Eighty four percent of consumers report that a quality content marketing strategy can influence their buying decisions. When you understand how your customers behave and what they want to see online, and then create material that appropriately engages with them, you have the potential to drive large returns.
When it comes to creating a strong content marketing strategy, data must play a critical role.
What should a content marketing strategy include?
With the level of competition today, brands have to be highly targeted in how they create their content marketing strategy. Brands that create content without carefully tracking what they create and where it goes set themselves up for wasted time and money.
Understanding where your customers live online and the type of content they want to see requires a level of precision and dedication to your content marketing strategy. Customers often have their own ways of describing pain points and solutions that differ from the way those in the industry speak. It is also easy to leave gaps when creating content that nurtures people through the entire customer journey, such as creating content for people at the top of the funnel and the bottom of the funnel but neglecting those in the middle. If you do not track your material, you may not realize that these gaps exist.
Similarly, Google has worked regularly over the past few years to better analyze and understand user intent with particular queries. This means they want to understand the type of content people want to visit when they type in certain queries. One query may prominently feature links to videos at the top of the SERP while another will feature many images or answer simple questions with a Quick Answer before the organic results begin. Knowing the type of content people want to see for particular keywords and queries needs to be part of your content marketing strategy and will help you better attract the targeted audience instead of having your content pushed further and further down the SERP.

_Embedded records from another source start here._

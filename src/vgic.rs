//! Hardware-assisted virq chips: GICv2 and GICv3 list registers.

use alloc::boxed::Box;
use alloc::sync::Arc;
use alloc::vec::Vec;

use axerrno::{ax_err, AxResult};

use crate::config::MAX_VIRQ_SLOTS;
use crate::percpu::CoreId;
use crate::virq::{VirqDesc, VirqState, VIRQ_NR_LOCAL, VIRQ_NR_SGI};
use crate::virq_chip::{VirqAction, VirqChip, VirqChipFlags};
use crate::vm::VmId;
use crate::vmodule::{VModule, VcpuContext};

/// Access to the list registers of the core the caller runs on.
pub trait ListRegisters: Send + Sync {
    fn nr_lrs(&self) -> usize;
    fn read_lr(&self, core: CoreId, idx: usize) -> u64;
    fn write_lr(&self, core: CoreId, idx: usize, val: u64);
}

#[derive(Clone, Copy, Debug, PartialEq, Eq)]
pub enum GicVersion {
    V2,
    V3,
}

const LR_STATE_PENDING: u64 = 0b01;
const LR_STATE_ACTIVE: u64 = 0b10;
const LR_STATE_BOTH: u64 = 0b11;

mod gich_lr {
    pub const VID_MASK: u64 = 0x3ff;
    pub const PID_SHIFT: u64 = 10;
    pub const PID_MASK: u64 = 0x3ff;
    pub const CPUID_SHIFT: u64 = 10;
    pub const CPUID_MASK: u64 = 0x7;
    pub const PRIO_SHIFT: u64 = 23;
    pub const PRIO_MASK: u64 = 0x1f;
    pub const STATE_SHIFT: u64 = 28;
    pub const GRP1: u64 = 1 << 30;
    pub const HW: u64 = 1 << 31;
}

mod ich_lr {
    pub const VINTID_MASK: u64 = 0xffff_ffff;
    pub const PINTID_SHIFT: u64 = 32;
    pub const PINTID_MASK: u64 = 0x1fff;
    pub const PRIO_SHIFT: u64 = 48;
    pub const PRIO_MASK: u64 = 0xff;
    pub const GROUP1: u64 = 1 << 60;
    pub const HW: u64 = 1 << 61;
    pub const STATE_SHIFT: u64 = 62;
}

fn state_bits(state: VirqState) -> u64 {
    match state {
        VirqState::Pending => LR_STATE_PENDING,
        VirqState::Active => LR_STATE_ACTIVE,
        VirqState::ActiveAndPending => LR_STATE_BOTH,
        VirqState::Inactive | VirqState::Offline => 0,
    }
}

fn bits_state(bits: u64) -> VirqState {
    match bits & 0b11 {
        LR_STATE_PENDING => VirqState::Pending,
        LR_STATE_ACTIVE => VirqState::Active,
        LR_STATE_BOTH => VirqState::ActiveAndPending,
        _ => VirqState::Inactive,
    }
}

impl GicVersion {
    /// Encode a list register value injecting `desc` in `state`.
    pub fn encode_lr(self, desc: &VirqDesc, state: VirqState) -> u64 {
        match self {
            GicVersion::V2 => {
                let mut val = (desc.vno as u64) & gich_lr::VID_MASK;
                if desc.is_hw() {
                    val |= gich_lr::HW | ((desc.hno as u64) & gich_lr::PID_MASK) << gich_lr::PID_SHIFT;
                } else if desc.vno < VIRQ_NR_SGI {
                    val |= ((desc.src as u64) & gich_lr::CPUID_MASK) << gich_lr::CPUID_SHIFT;
                }
                val |= ((desc.pr as u64 >> 3) & gich_lr::PRIO_MASK) << gich_lr::PRIO_SHIFT;
                val | gich_lr::GRP1 | state_bits(state) << gich_lr::STATE_SHIFT
            }
            GicVersion::V3 => {
                let mut val = (desc.vno as u64) & ich_lr::VINTID_MASK;
                if desc.is_hw() {
                    val |= ich_lr::HW | ((desc.hno as u64) & ich_lr::PINTID_MASK) << ich_lr::PINTID_SHIFT;
                }
                val |= ((desc.pr as u64) & ich_lr::PRIO_MASK) << ich_lr::PRIO_SHIFT;
                val | ich_lr::GROUP1 | state_bits(state) << ich_lr::STATE_SHIFT
            }
        }
    }

    /// The state field of a list register value.
    pub fn lr_state(self, val: u64) -> VirqState {
        match self {
            GicVersion::V2 => bits_state(val >> gich_lr::STATE_SHIFT),
            GicVersion::V3 => bits_state(val >> ich_lr::STATE_SHIFT),
        }
    }

    /// The virtual interrupt id of a list register value.
    pub fn lr_vintid(self, val: u64) -> u32 {
        match self {
            GicVersion::V2 => (val & gich_lr::VID_MASK) as u32,
            GicVersion::V3 => (val & ich_lr::VINTID_MASK) as u32,
        }
    }
}

/// A virq chip injecting through list registers.
pub struct Vgic<L: ListRegisters> {
    version: GicVersion,
    lrs: Arc<L>,
}

impl<L: ListRegisters + 'static> Vgic<L> {
    pub fn new(version: GicVersion, lrs: Arc<L>) -> Self {
        Self { version, lrs }
    }

    pub fn version(&self) -> GicVersion {
        self.version
    }

    /// The vmodule that carries the list registers across vCPU switches.
    pub fn lr_module(&self) -> Arc<dyn VModule> {
        Arc::new(LrModule {
            lrs: self.lrs.clone(),
        })
    }

    fn slot(&self, desc: &VirqDesc) -> AxResult<usize> {
        match desc.id {
            Some(id) if (id as usize) < self.nr_slots() => Ok(id as usize),
            _ => ax_err!(InvalidInput, "virq has no valid list register"),
        }
    }
}

impl<L: ListRegisters + 'static> VirqChip for Vgic<L> {
    fn name(&self) -> &str {
        match self.version {
            GicVersion::V2 => "vgicv2",
            GicVersion::V3 => "vgicv3",
        }
    }

    fn flags(&self) -> VirqChipFlags {
        VirqChipFlags::HW_VIRT
    }

    fn nr_slots(&self) -> usize {
        self.lrs.nr_lrs().min(MAX_VIRQ_SLOTS)
    }

    fn send_virq(&self, core: CoreId, _vcpu: usize, desc: &VirqDesc) -> AxResult {
        let idx = self.slot(desc)?;
        self.lrs
            .write_lr(core, idx, self.version.encode_lr(desc, VirqState::Pending));
        Ok(())
    }

    fn get_virq_state(&self, core: CoreId, _vcpu: usize, desc: &VirqDesc) -> VirqState {
        match self.slot(desc) {
            Ok(idx) => {
                let val = self.lrs.read_lr(core, idx);
                if self.version.lr_vintid(val) != desc.vno {
                    return VirqState::Inactive;
                }
                self.version.lr_state(val)
            }
            Err(_) => VirqState::Inactive,
        }
    }

    fn update_virq(
        &self,
        core: CoreId,
        _vcpu: usize,
        desc: &VirqDesc,
        action: VirqAction,
    ) -> AxResult {
        match action {
            VirqAction::Clear => {
                let idx = self.slot(desc)?;
                self.lrs.write_lr(core, idx, 0);
            }
            // physical routing is done by the host irq layer
            VirqAction::Add | VirqAction::Remove => {}
        }
        Ok(())
    }

    /// `<type number flags>`: type 0 is an SPI, type 1 a PPI.
    fn xlate(&self, intspec: &[u32]) -> AxResult<(u32, u32)> {
        if intspec.len() < 2 {
            return ax_err!(InvalidInput, "interrupt specifier too short");
        }
        let flags = intspec.get(2).copied().unwrap_or(0);
        match intspec[0] {
            0 => Ok((intspec[1] + VIRQ_NR_LOCAL, flags)),
            1 if intspec[1] < VIRQ_NR_LOCAL - VIRQ_NR_SGI => Ok((intspec[1] + VIRQ_NR_SGI, flags)),
            _ => ax_err!(InvalidInput, "bad interrupt specifier"),
        }
    }
}

struct LrModule<L: ListRegisters> {
    lrs: Arc<L>,
}

impl<L: ListRegisters + 'static> VModule for LrModule<L> {
    fn name(&self) -> &str {
        "vgic-lr"
    }

    fn create_context(&self, _vm: VmId, _vcpu: usize) -> Box<dyn VcpuContext> {
        Box::new(LrContext {
            lrs: self.lrs.clone(),
            saved: vec![0; self.lrs.nr_lrs()],
        })
    }
}

struct LrContext<L: ListRegisters> {
    lrs: Arc<L>,
    saved: Vec<u64>,
}

impl<L: ListRegisters> VcpuContext for LrContext<L> {
    fn save(&mut self, core: CoreId) {
        for (idx, val) in self.saved.iter_mut().enumerate() {
            *val = self.lrs.read_lr(core, idx);
            self.lrs.write_lr(core, idx, 0);
        }
    }

    fn restore(&self, core: CoreId) {
        for (idx, &val) in self.saved.iter().enumerate() {
            self.lrs.write_lr(core, idx, val);
        }
    }

    fn reset(&mut self) {
        self.saved.iter_mut().for_each(|v| *v = 0);
    }
}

Finally, you have to remember that you want your content marketing strategy to not just bring in more and more readers, you want content that encourages those readers to move onto the next stage of the funnel. Your content has to nurture them. You need to know what they respond best to as CTAs and where they want to go after reading your content. If you do not know this, then your content will not effectively make your brand any money.
Using data to track your content marketing strategy answers these needs. You will know precisely how people behave on your site, the type of content they want to see, where gaps exist, and what you can do to better engage with your prospective buyers.

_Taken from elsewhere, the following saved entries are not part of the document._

// Copyright 2025 The Axvisor Team
//
// Licensed under the Apache License, Version 2.0 (the "License");
// you may not use this file except in compliance with the License.
// You may obtain a copy of the License at
//
//     http://www.apache.org/licenses/LICENSE-2.0
//
// Unless required by applicable law or agreed to in writing, software
// distributed under the License is distributed on an "AS IS" BASIS,
// WITHOUT WARRANTIES OR CONDITIONS OF ANY KIND, either express or implied.
// See the License for the specific language governing permissions and
// limitations under the License.

//! Minos core - pCPU/vCPU scheduling and virtual interrupt delivery.
//!
//! This crate multiplexes physical cores across kernel tasks and guest vCPUs and
//! virtualizes the interrupt controller, so that each VM sees the interrupts it is entitled
//! to while the host keeps control of physical delivery. Architecture-specific operations
//! (context switch, IPIs, interrupt masking, list registers) are delegated to the platform
//! through [`KernelHal`] and [`ListRegisters`].
//!
//! # Features
//!
//! - Per-core priority scheduler with O(1) selection and cross-core handoff
//! - Event wait queues and a sleeping mutex with timeouts
//! - Virq state machine (Inactive → Pending → Active) with deferred delivery
//! - GICv2/GICv3 list-register chips and a software-emulated chip
//! - Guest entry/exit hook pipeline, VM lifecycle, hypercalls and cross-core calls

#![no_std]

#[macro_use]
extern crate alloc;
#[macro_use]
extern crate log;

#[cfg(test)]
extern crate std;

// Core modules
mod config; // Boot-time configuration and limits
mod event; // Event wait queues
mod exit; // Guest exit reasons and the trap-boundary pipeline
mod hal; // Hardware abstraction layer interfaces
mod hook; // Hook points and the callback registry
mod hvc; // Hypercall dispatch
mod kernel; // The top-level kernel object
mod list; // Index-based intrusive lists
mod mutex; // Sleeping mutex on top of events
mod percpu; // Per-core scheduling state
mod sched; // The priority scheduler
mod smp; // Cross-core calls
mod task; // Task control blocks
mod test; // Unit tests for the scheduler and virq pipeline
mod vcpu; // vCPU entity
mod vdev; // Software-emulated virq chip
mod vgic; // GICv2/GICv3 list-register virq chips
mod virq; // Virq descriptors and the delivery state machine
mod virq_chip; // The virq chip trait
mod vm; // VM container and lifecycle
mod vmodule; // Per-vCPU architectural contexts

// Public API exports
pub use config::*;
pub use event::{Event, WaitKind};
pub use exit::GuestExit;
pub use hal::{IpiKind, KernelHal};
pub use hook::{HookItem, HookType};
pub use hvc::*;
pub use kernel::{IrqBinding, Kernel};
pub use list::{IndexList, Link, LinkStore};
pub use mutex::{KMutex, MutexPend};
pub use percpu::{CoreId, Pcpu, PcpuState};
pub use smp::{CallHandle, SmpCall};
pub use task::*;
pub use vcpu::Vcpu;
pub use vdev::*;
pub use vgic::{GicVersion, ListRegisters, Vgic};
pub use virq::*;
pub use virq_chip::{VirqAction, VirqChip, VirqChipFlags};
pub use vm::*;
pub use vmodule::{VModule, VcpuContext};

How do I choose the right KPI?
To determine the KPIs for your content marketing strategy, you need to consider what will help you understand how users move through your journey as well as what other people in your organization want to see. The marketing and sales teams will have different priorities than the c-suite, for example.
You will want KPIs that allow you to track people as they move through the buyer’s journey. Your top-of-the-funnel KPIs should look at your traffic and how many of your new visitors become repeat visitors and the percentage that convert to leads through email registration and similar early conversion steps.

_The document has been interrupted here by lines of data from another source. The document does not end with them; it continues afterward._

use alloc::collections::VecDeque;
use alloc::vec::Vec;
use core::sync::atomic::{AtomicBool, AtomicU64, AtomicU8, AtomicUsize, Ordering};

use spin::Mutex;

use crate::config::NR_PRIO_LEVELS;
use crate::smp::SmpMessage;
use crate::task::TaskId;

/// Index of a physical core inside a [`crate::Kernel`].
pub type CoreId = usize;

/// The run state of a physical core.
#[derive(Clone, Copy, Debug, PartialEq, Eq)]
#[repr(u8)]
pub enum PcpuState {
    /// The core has not been brought up yet.
    Offline = 0,
    /// The core runs a task other than its idle task.
    Running = 1,
    /// The core runs its idle task.
    Idle = 2,
    /// The core was stopped by a cross-core request.
    Stopped = 3,
}

impl PcpuState {
    fn from_u8(v: u8) -> Self {
        match v {
            1 => Self::Running,
            2 => Self::Idle,
            3 => Self::Stopped,
            _ => Self::Offline,
        }
    }
}

/// A pending one-shot timer owned by a core.
///
/// The timer is only acted upon if the task's wait token still equals `token` when it
/// expires, which makes timers of finished wait episodes inert.
#[derive(Clone, Copy, Debug)]
pub(crate) struct Timer {
    pub deadline: u64,
    pub task: TaskId,
    pub token: u64,
}

/// The part of the per-core state only its own core touches.
pub(crate) struct PcpuLocal {
    /// One FIFO per priority level.
    ready: Vec<VecDeque<TaskId>>,
    /// Bit `n` is set iff `ready[n]` is non-empty.
    local_rdy_grp: u64,
    pub current: TaskId,
    pub idle: TaskId,
    pub stop_list: VecDeque<TaskId>,
    pub timers: Vec<Timer>,
}

impl PcpuLocal {
    fn new(idle: TaskId) -> Self {
        Self {
            ready: (0..NR_PRIO_LEVELS).map(|_| VecDeque::new()).collect(),
            local_rdy_grp: 0,
            current: idle,
            idle,
            stop_list: VecDeque::new(),
            timers: Vec::new(),
        }
    }

    pub fn push_back(&mut self, prio: u8, task: TaskId) {
        self.ready[prio as usize].push_back(task);
        self.local_rdy_grp |= 1 << prio;
    }

    pub fn push_front(&mut self, prio: u8, task: TaskId) {
        self.ready[prio as usize].push_front(task);
        self.local_rdy_grp |= 1 << prio;
    }

    /// The highest (numerically lowest) priority with a ready task.
    pub fn highest_prio(&self) -> Option<u8> {
        if self.local_rdy_grp == 0 {
            None
        } else {
            Some(self.local_rdy_grp.trailing_zeros() as u8)
        }
    }

    pub fn pop(&mut self, prio: u8) -> Option<TaskId> {
        let list = &mut self.ready[prio as usize];
        let task = list.pop_front();
        if list.is_empty() {
            self.local_rdy_grp &= !(1 << prio);
        }
        task
    }

    /// Remove `task` from the level `prio`; returns whether it was there.
    pub fn remove(&mut self, prio: u8, task: TaskId) -> bool {
        let list = &mut self.ready[prio as usize];
        let found = match list.iter().position(|&t| t == task) {
            Some(pos) => list.remove(pos).is_some(),
            None => false,
        };
        if list.is_empty() {
            self.local_rdy_grp &= !(1 << prio);
        }
        found
    }

    pub fn level_len(&self, prio: u8) -> usize {
        self.ready[prio as usize].len()
    }

    pub fn ready_snapshot(&self) -> Vec<TaskId> {
        self.ready.iter().flat_map(|l| l.iter().copied()).collect()
    }

    pub fn arm_timer(&mut self, timer: Timer) {
        self.timers.push(timer);
    }

    /// Remove and return every timer whose deadline is not after `now`.
    pub fn take_expired(&mut self, now: u64) -> Vec<Timer> {
        let mut expired = Vec::new();
        self.timers.retain(|t| {
            if t.deadline <= now {
                expired.push(*t);
                false
            } else {
                true
            }
        });
        expired.sort_by_key(|t| t.deadline);
        expired
    }
}

/// The state of one physical core.
///
/// `local` is only ever locked by the owning core, so it is uncontended; other cores hand
/// tasks over through `new_list` and messages through the mailbox, then raise an IPI.
pub struct Pcpu {
    id: CoreId,
    pub(crate) local: Mutex<PcpuLocal>,
    pub(crate) new_list: Mutex<VecDeque<TaskId>>,
    pub(crate) mailbox: Mutex<VecDeque<SmpMessage>>,
    need_resched: AtomicBool,
    preempt_count: AtomicUsize,
    int_nesting: AtomicUsize,
    resched_ipi_send: AtomicU64,
    resched_ipi_down: AtomicU64,
    state: AtomicU8,
}

impl Pcpu {
    pub(crate) fn new(id: CoreId, idle: TaskId) -> Self {
        Self {
            id,
            local: Mutex::new(PcpuLocal::new(idle)),
            new_list: Mutex::new(VecDeque::new()),
            mailbox: Mutex::new(VecDeque::new()),
            need_resched: AtomicBool::new(false),
            preempt_count: AtomicUsize::new(0),
            int_nesting: AtomicUsize::new(0),
            resched_ipi_send: AtomicU64::new(0),
            resched_ipi_down: AtomicU64::new(0),
            state: AtomicU8::new(PcpuState::Offline as u8),
        }
    }

    /// Get the id of the core.
    pub const fn id(&self) -> CoreId {
        self.id
    }

    pub fn state(&self) -> PcpuState {
        PcpuState::from_u8(self.state.load(Ordering::Acquire))
    }

    pub(crate) fn set_state(&self, state: PcpuState) {
        self.state.store(state as u8, Ordering::Release);
    }

    pub fn need_resched(&self) -> bool {
        self.need_resched.load(Ordering::Acquire)
    }

    pub(crate) fn set_need_resched(&self, val: bool) {
        self.need_resched.store(val, Ordering::Release);
    }

    pub fn preempt_count(&self) -> usize {
        self.preempt_count.load(Ordering::Acquire)
    }

    pub(crate) fn preempt_inc(&self) {
        self.preempt_count.fetch_add(1, Ordering::AcqRel);
    }

    /// Returns the count after the decrement.
    pub(crate) fn preempt_dec(&self) -> usize {
        let prev = self.preempt_count.fetch_sub(1, Ordering::AcqRel);
        assert!(prev > 0, "preempt count underflow on core {}", self.id);
        prev - 1
    }

    pub fn in_interrupt(&self) -> bool {
        self.int_nesting.load(Ordering::Acquire) > 0
    }

    pub(crate) fn irq_enter(&self) {
        self.int_nesting.fetch_add(1, Ordering::AcqRel);
    }

    pub(crate) fn irq_exit(&self) -> usize {
        let prev = self.int_nesting.fetch_sub(1, Ordering::AcqRel);
        assert!(prev > 0, "interrupt nesting underflow on core {}", self.id);
        prev - 1
    }

    /// Whether the core may switch tasks right now.
    pub fn preemptible(&self) -> bool {
        !self.in_interrupt() && self.preempt_count() == 0
    }

    /// Number of reschedule/irq-work IPIs sent to this core.
    pub fn resched_ipi_send(&self) -> u64 {
        self.resched_ipi_send.load(Ordering::Relaxed)
    }

    /// Number of reschedule/irq-work IPIs this core has handled.
    pub fn resched_ipi_down(&self) -> u64 {
        self.resched_ipi_down.load(Ordering::Relaxed)
    }

    pub(crate) fn count_ipi_send(&self) {
        self.resched_ipi_send.fetch_add(1, Ordering::Relaxed);
    }

    pub(crate) fn count_ipi_down(&self) {
        self.resched_ipi_down.fetch_add(1, Ordering::Relaxed);
    }
}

Your mid-funnel content marketing strategy KPIs should gauge your rate of engagement with your content targeted towards this group as well as how often they go on to register for demos and engage with your sales staff. Email open and click-through rates should be included here.
Finally for your content marketing strategy, you also want to track purchases, the size of those purchases, and the type of content these customers engaged with throughout their buyer’s journey.
What makes a good content marketing strategy?
Your KPIs will provide you with invaluable data about the movement of the average visitor and customer through your buyer’s journey. You can also gather additional important information to benefit your content marketing strategy by collecting stories and information from your customers themselves as well as your marketing and sales teams.
Ask questions such as:
- The content that has been the most helpful for the sales staff when it comes to engaging with prospective customers. Think about both the topics of the content as well as the style of content– such as video versus blog post.
- The content that customers found the most relevant and helpful as they considered their purchases
- The types of questions and obstacles that more content is needed for
Why do you need a content marketing strategy?
The data you collect through your KPI and interviews should then guide your content marketing strategy moving forward. Examine gaps in your content marketing strategy. Do you have any places where your percentage of conversions from one phase of the funnel to the next starts to drop off? Look closely at these areas and use information from your existing customers to better understand what people want to see here. Look for ways to bolster your conversion rates at each level of journey.
Use the information from your sales team and customer interviews to better understand what customers want to see towards the end of the funnel. Use these topics and ideas to guide the brainstorming of new ideas for the future of your content marketing strategy.
You also want to use the data you collect to build a stronger conversation with other team members. As the sales team better understands how the marketing team finds and engages their leads, they will improve their ability to pick up the conversation with the prospects and know what this particular prospect wants to learn about. This improves their ability to engage with their leads and nurture them towards conversions to better your content marketing strategy efforts.
The data can also be presented to those in the c-suite to better understand how the marketing team uses digital marketing to find leads and the amount of money these leads bring to the table. The ROI from the marketing efforts can then help support arguments for more budget moving forward, allowing the team to grow their content marketing strategy in the future.
Use the BrightEdge StoryBuilder to create dashboards for each of these particular groups. It will be easy to track the important data and report it to the relevant parties through these dashboards that are easy to create and organize.
Creating a content marketing strategy guided by data allows brands to accurately target their intended audience and then guide them through the buyer’s journey. As organizations begin to better understand their customers and their needs as they prepare to make a purchase, they will find it significantly easier to create a content marketing strategy and more targeted campaigns that allow for a more efficient usage of their organization’s funds and resources.